Searching for existing cluster try1...
Latest Spark AMI: ami-19474270
Launching instances...
Launched 5 slaves in us-east-1b, regid = r-0c5e5ee3
Launched master in us-east-1b, regid = r-316060de
Waiting for instances to start up...
Waiting 120 more seconds...
Copying SSH key /home/johndoe/.ssh/myspark.pem to master...

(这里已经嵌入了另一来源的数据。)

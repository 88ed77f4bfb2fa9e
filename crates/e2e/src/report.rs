//! Scenario and suite results

use std::path::{Path, PathBuf};

use chrono::{DateTime, Utc};
use serde::{Deserialize, Serialize};
use tracing::info;
use uuid::Uuid;

use crate::error::{E2eError, E2eResult, FailureKind};

/// Lifecycle of one scenario. Terminal states are final.
#[derive(Debug, Clone, Copy, PartialEq, Eq, Serialize, Deserialize)]
#[serde(rename_all = "snake_case")]
pub enum ScenarioState {
    Pending,
    Running,
    Passed,
    Failed,
    Skipped,
}

impl ScenarioState {
    pub fn is_terminal(&self) -> bool {
        matches!(
            self,
            ScenarioState::Passed | ScenarioState::Failed | ScenarioState::Skipped
        )
    }

    /// Move to `next`, rejecting anything but Pending -> Running -> terminal.
    /// Pending may also go straight to Failed when the run deadline passes first.
    pub fn advance(self, next: ScenarioState) -> E2eResult<ScenarioState> {
        let allowed = match (self, next) {
            (ScenarioState::Pending, ScenarioState::Running) => true,
            (ScenarioState::Pending, ScenarioState::Failed) => true,
            (ScenarioState::Running, n) => n.is_terminal(),
            _ => false,
        };
        if allowed {
            Ok(next)
        } else {
            Err(E2eError::InvalidSuite(format!(
                "invalid scenario state transition: {:?} -> {:?}",
                self, next
            )))
        }
    }
}

#[derive(Debug, Clone, Copy, PartialEq, Eq, Serialize, Deserialize)]
#[serde(rename_all = "snake_case")]
pub enum StepStatus {
    Passed,
    /// Content mismatch recorded under the `warn` policy
    Warned,
    Failed,
}

/// Result of executing a single step
#[derive(Debug, Clone, Serialize, Deserialize)]
pub struct StepOutcome {
    pub index: usize,
    pub step_name: String,
    pub status: StepStatus,
    pub duration_ms: u64,
    pub message: Option<String>,
}

/// Final outcome of one scenario
#[derive(Debug, Clone, PartialEq, Eq, Serialize, Deserialize)]
#[serde(tag = "status", rename_all = "snake_case")]
pub enum Outcome {
    Passed,
    Failed {
        kind: FailureKind,
        /// Index into `steps`; `None` when the failure happened outside a step
        step: Option<usize>,
        reason: String,
    },
    Skipped {
        reason: String,
    },
}

impl Outcome {
    pub fn state(&self) -> ScenarioState {
        match self {
            Outcome::Passed => ScenarioState::Passed,
            Outcome::Failed { .. } => ScenarioState::Failed,
            Outcome::Skipped { .. } => ScenarioState::Skipped,
        }
    }

    pub fn is_passed(&self) -> bool {
        matches!(self, Outcome::Passed)
    }

    pub fn is_failed(&self) -> bool {
        matches!(self, Outcome::Failed { .. })
    }

    pub fn is_skipped(&self) -> bool {
        matches!(self, Outcome::Skipped { .. })
    }

    /// One-line description for reports
    pub fn summary(&self) -> String {
        match self {
            Outcome::Passed => "passed".to_string(),
            Outcome::Failed { kind, step: Some(step), reason } => {
                format!("{} failure at step {}: {}", kind.as_str(), step, reason)
            }
            Outcome::Failed { kind, step: None, reason } => {
                format!("{} failure: {}", kind.as_str(), reason)
            }
            Outcome::Skipped { reason } => format!("skipped: {}", reason),
        }
    }
}

/// Result of running a single scenario
#[derive(Debug, Clone, Serialize, Deserialize)]
pub struct ScenarioResult {
    pub name: String,
    pub outcome: Outcome,
    pub duration_ms: u64,
    /// Opening the target of a page scenario
    #[serde(default, skip_serializing_if = "Option::is_none")]
    pub open: Option<StepOutcome>,
    pub setup: Vec<StepOutcome>,
    pub steps: Vec<StepOutcome>,
    pub warnings: Vec<String>,
}

impl ScenarioResult {
    /// Result for a scenario that never ran to completion
    pub fn unfinished(name: &str, kind: FailureKind, reason: String, duration_ms: u64) -> Self {
        Self {
            name: name.to_string(),
            outcome: Outcome::Failed { kind, step: None, reason },
            duration_ms,
            open: None,
            setup: Vec::new(),
            steps: Vec::new(),
            warnings: Vec::new(),
        }
    }

    pub fn skipped(name: &str, reason: String) -> Self {
        Self {
            name: name.to_string(),
            outcome: Outcome::Skipped { reason },
            duration_ms: 0,
            open: None,
            setup: Vec::new(),
            steps: Vec::new(),
            warnings: Vec::new(),
        }
    }
}

/// Result of running a suite
#[derive(Debug, Clone, Serialize, Deserialize)]
pub struct SuiteResult {
    pub run_id: Uuid,
    pub started_at: DateTime<Utc>,
    pub base_url: String,
    pub total: usize,
    pub passed: usize,
    pub failed: usize,
    pub skipped: usize,
    pub duration_ms: u64,
    pub results: Vec<ScenarioResult>,
}

impl SuiteResult {
    pub fn new(
        started_at: DateTime<Utc>,
        base_url: String,
        duration_ms: u64,
        results: Vec<ScenarioResult>,
    ) -> Self {
        let passed = results.iter().filter(|r| r.outcome.is_passed()).count();
        let failed = results.iter().filter(|r| r.outcome.is_failed()).count();
        let skipped = results.iter().filter(|r| r.outcome.is_skipped()).count();

        Self {
            run_id: Uuid::new_v4(),
            started_at,
            base_url,
            total: results.len(),
            passed,
            failed,
            skipped,
            duration_ms,
            results,
        }
    }

    pub fn success(&self) -> bool {
        self.failed == 0
    }

    /// 0 iff no scenario failed
    pub fn exit_code(&self) -> i32 {
        if self.success() {
            0
        } else {
            1
        }
    }

    /// Write results as JSON into `output_dir`
    pub fn write_json(&self, output_dir: &Path) -> E2eResult<PathBuf> {
        std::fs::create_dir_all(output_dir)?;

        let path = output_dir.join("test-results.json");
        let json = serde_json::to_string_pretty(self)?;
        std::fs::write(&path, json)?;

        info!("Results written to: {}", path.display());
        Ok(path)
    }
}

#[cfg(test)]
mod tests {
    use super::*;

    fn result(name: &str, outcome: Outcome) -> ScenarioResult {
        ScenarioResult {
            name: name.into(),
            outcome,
            duration_ms: 1,
            open: None,
            setup: vec![],
            steps: vec![],
            warnings: vec![],
        }
    }

    #[test]
    fn test_state_machine() {
        let state = ScenarioState::Pending;
        let state = state.advance(ScenarioState::Running).unwrap();
        let state = state.advance(ScenarioState::Passed).unwrap();
        assert!(state.is_terminal());
        assert!(state.advance(ScenarioState::Running).is_err());
        assert!(ScenarioState::Pending.advance(ScenarioState::Passed).is_err());
        assert!(ScenarioState::Pending.advance(ScenarioState::Failed).is_ok());
        assert!(ScenarioState::Skipped.advance(ScenarioState::Failed).is_err());
    }

    #[test]
    fn test_suite_counts_and_exit_code() {
        let suite = SuiteResult::new(
            Utc::now(),
            "https://biomejs.dev".into(),
            10,
            vec![
                result("a", Outcome::Passed),
                result("b", Outcome::Skipped { reason: "setup".into() }),
            ],
        );
        assert_eq!((suite.total, suite.passed, suite.failed, suite.skipped), (2, 1, 0, 1));
        assert_eq!(suite.exit_code(), 0);

        let suite = SuiteResult::new(
            Utc::now(),
            "https://biomejs.dev".into(),
            10,
            vec![result(
                "c",
                Outcome::Failed {
                    kind: FailureKind::Assertion,
                    step: Some(1),
                    reason: "expected status 404, got 200".into(),
                },
            )],
        );
        assert_eq!(suite.exit_code(), 1);
        assert_eq!(
            suite.results[0].outcome.summary(),
            "assertion failure at step 1: expected status 404, got 200"
        );
    }

    #[test]
    fn test_write_json() {
        let dir = tempfile::tempdir().unwrap();
        let suite = SuiteResult::new(Utc::now(), "http://x".into(), 0, vec![]);
        let path = suite.write_json(&dir.path().join("out")).unwrap();
        let parsed: SuiteResult =
            serde_json::from_str(&std::fs::read_to_string(path).unwrap()).unwrap();
        assert_eq!(parsed.run_id, suite.run_id);
    }
}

ssh: connect to host ec2-54-90-57-174.compute-1.amazonaws.com port 22: Connection refused
Error connecting to host Command 'ssh -t -o StrictHostKeyChecking=no -i /home/johndoe/.ssh/myspark.pem [email protected] 'mkdir -p ~/.ssh'' returned non-zero exit status 255, sleeping 30
ssh: connect to host ec2-54-90-57-174.compute-1.amazonaws.com port 22: Connection refused
Error connecting to host Command 'ssh -t -o StrictHostKeyChecking=no -i /home/johndoe/.ssh/myspark.pem [email protected] 'mkdir -p ~/.ssh'' returned non-zero exit status 255, sleeping 30
...
...
subprocess.CalledProcessError: Command 'ssh -t -o StrictHostKeyChecking=no -i /home/johndoe/.ssh/myspark.pem [email protected] '/root/spark/bin/stop-all.sh'' returned non-zero exit status 127
where [email protected]
是用户和主实例。我试过了-u ec2-user
并不断增加-w
一直到600,但得到同样的错误。
我可以看到主实例和从实例us-east-1
当我登录到AWS控制台时,我实际上可以从“本地”ssh到Master实例ip-some-instance
shell.
我的理解是,spark-ec2 脚本负责定义主/从安全组(监听哪些端口等),我不必调整这些设置。这就是说,主人和奴隶都听22号帖子(Port:22, Protocol:tcp, Source:0.0.0.0/0
在 ampcamp3-slaves/masters 秒。组)。
我在这里不知所措,在我将所有研发资金花在 EC2 实例上之前,希望能得到任何指点……谢谢。